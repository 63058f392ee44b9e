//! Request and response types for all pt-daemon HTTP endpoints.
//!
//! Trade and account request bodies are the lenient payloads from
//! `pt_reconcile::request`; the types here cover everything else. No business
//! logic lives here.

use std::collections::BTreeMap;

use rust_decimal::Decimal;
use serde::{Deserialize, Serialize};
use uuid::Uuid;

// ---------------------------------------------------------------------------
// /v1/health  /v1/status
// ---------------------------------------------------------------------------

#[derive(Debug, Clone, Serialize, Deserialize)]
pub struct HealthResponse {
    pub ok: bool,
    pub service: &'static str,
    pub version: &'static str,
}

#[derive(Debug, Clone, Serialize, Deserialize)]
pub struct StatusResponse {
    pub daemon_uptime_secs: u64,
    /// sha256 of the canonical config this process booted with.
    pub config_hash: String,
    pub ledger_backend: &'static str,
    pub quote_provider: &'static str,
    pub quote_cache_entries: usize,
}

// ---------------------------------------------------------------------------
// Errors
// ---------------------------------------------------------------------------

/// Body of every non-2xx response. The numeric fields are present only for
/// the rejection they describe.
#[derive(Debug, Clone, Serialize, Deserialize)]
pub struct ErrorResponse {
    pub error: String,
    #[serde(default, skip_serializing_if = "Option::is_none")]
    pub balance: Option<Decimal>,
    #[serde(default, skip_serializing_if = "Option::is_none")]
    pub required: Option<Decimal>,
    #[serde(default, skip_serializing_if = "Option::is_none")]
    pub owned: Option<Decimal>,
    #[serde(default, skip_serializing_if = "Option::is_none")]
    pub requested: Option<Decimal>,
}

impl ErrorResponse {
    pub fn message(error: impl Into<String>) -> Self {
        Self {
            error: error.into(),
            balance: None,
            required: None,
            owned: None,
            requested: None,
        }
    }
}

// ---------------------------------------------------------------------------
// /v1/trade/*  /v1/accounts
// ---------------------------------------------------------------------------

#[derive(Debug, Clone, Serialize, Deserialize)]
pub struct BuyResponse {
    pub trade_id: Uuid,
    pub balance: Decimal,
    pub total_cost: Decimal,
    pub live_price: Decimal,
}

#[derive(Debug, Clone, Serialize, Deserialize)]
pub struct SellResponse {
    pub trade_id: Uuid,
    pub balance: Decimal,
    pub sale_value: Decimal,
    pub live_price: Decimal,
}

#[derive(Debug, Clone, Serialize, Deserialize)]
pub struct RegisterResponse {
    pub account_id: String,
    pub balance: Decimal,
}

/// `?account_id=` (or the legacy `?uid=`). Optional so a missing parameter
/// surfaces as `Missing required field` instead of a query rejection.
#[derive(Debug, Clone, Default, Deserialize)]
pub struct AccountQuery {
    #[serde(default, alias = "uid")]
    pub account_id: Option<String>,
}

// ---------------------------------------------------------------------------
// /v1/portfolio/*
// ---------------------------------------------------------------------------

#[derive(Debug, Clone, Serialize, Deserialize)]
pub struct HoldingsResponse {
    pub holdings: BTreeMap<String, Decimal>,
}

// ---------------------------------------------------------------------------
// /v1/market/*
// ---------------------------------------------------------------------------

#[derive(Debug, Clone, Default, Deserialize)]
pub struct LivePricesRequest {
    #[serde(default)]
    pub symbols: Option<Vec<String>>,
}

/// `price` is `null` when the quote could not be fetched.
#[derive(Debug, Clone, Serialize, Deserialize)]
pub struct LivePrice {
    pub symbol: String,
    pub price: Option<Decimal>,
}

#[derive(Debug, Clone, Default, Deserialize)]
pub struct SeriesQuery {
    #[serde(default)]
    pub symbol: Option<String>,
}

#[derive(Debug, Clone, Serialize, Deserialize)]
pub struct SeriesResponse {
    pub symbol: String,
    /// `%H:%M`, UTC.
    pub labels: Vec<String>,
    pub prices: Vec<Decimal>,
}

----------------

» Assignment: Please copy, exactly as written, every line in the listing above from the line with "use uuid::Uuid;" up to and including the line with "pub struct SellResponse".

» Written response:
use uuid::Uuid;

// ---------------------------------------------------------------------------
// /v1/health  /v1/status
// ---------------------------------------------------------------------------

#[derive(Debug, Clone, Serialize, Deserialize)]
pub struct HealthResponse {
    pub ok: bool,
    pub service: &'static str,
    pub version: &'static str,
}

#[derive(Debug, Clone, Serialize, Deserialize)]
pub struct StatusResponse {
    pub daemon_uptime_secs: u64,
    /// sha256 of the canonical config this process booted with.
    pub config_hash: String,
    pub ledger_backend: &'static str,
    pub quote_provider: &'static str,
    pub quote_cache_entries: usize,
}

// ---------------------------------------------------------------------------
// Errors
// ---------------------------------------------------------------------------

/// Body of every non-2xx response. The numeric fields are present only for
/// the rejection they describe.
#[derive(Debug, Clone, Serialize, Deserialize)]
pub struct ErrorResponse {
    pub error: String,
    #[serde(default, skip_serializing_if = "Option::is_none")]
    pub balance: Option<Decimal>,
    #[serde(default, skip_serializing_if = "Option::is_none")]
    pub required: Option<Decimal>,
    #[serde(default, skip_serializing_if = "Option::is_none")]
    pub owned: Option<Decimal>,
    #[serde(default, skip_serializing_if = "Option::is_none")]
    pub requested: Option<Decimal>,
}

impl ErrorResponse {
    pub fn message(error: impl Into<String>) -> Self {
        Self {
            error: error.into(),
            balance: None,
            required: None,
            owned: None,
            requested: None,
        }
    }
}

// ---------------------------------------------------------------------------
// /v1/trade/*  /v1/accounts
// ---------------------------------------------------------------------------

#[derive(Debug, Clone, Serialize, Deserialize)]
pub struct BuyResponse {
    pub trade_id: Uuid,
    pub balance: Decimal,
    pub total_cost: Decimal,
    pub live_price: Decimal,
}

#[derive(Debug, Clone, Serialize, Deserialize)]
pub struct SellResponse {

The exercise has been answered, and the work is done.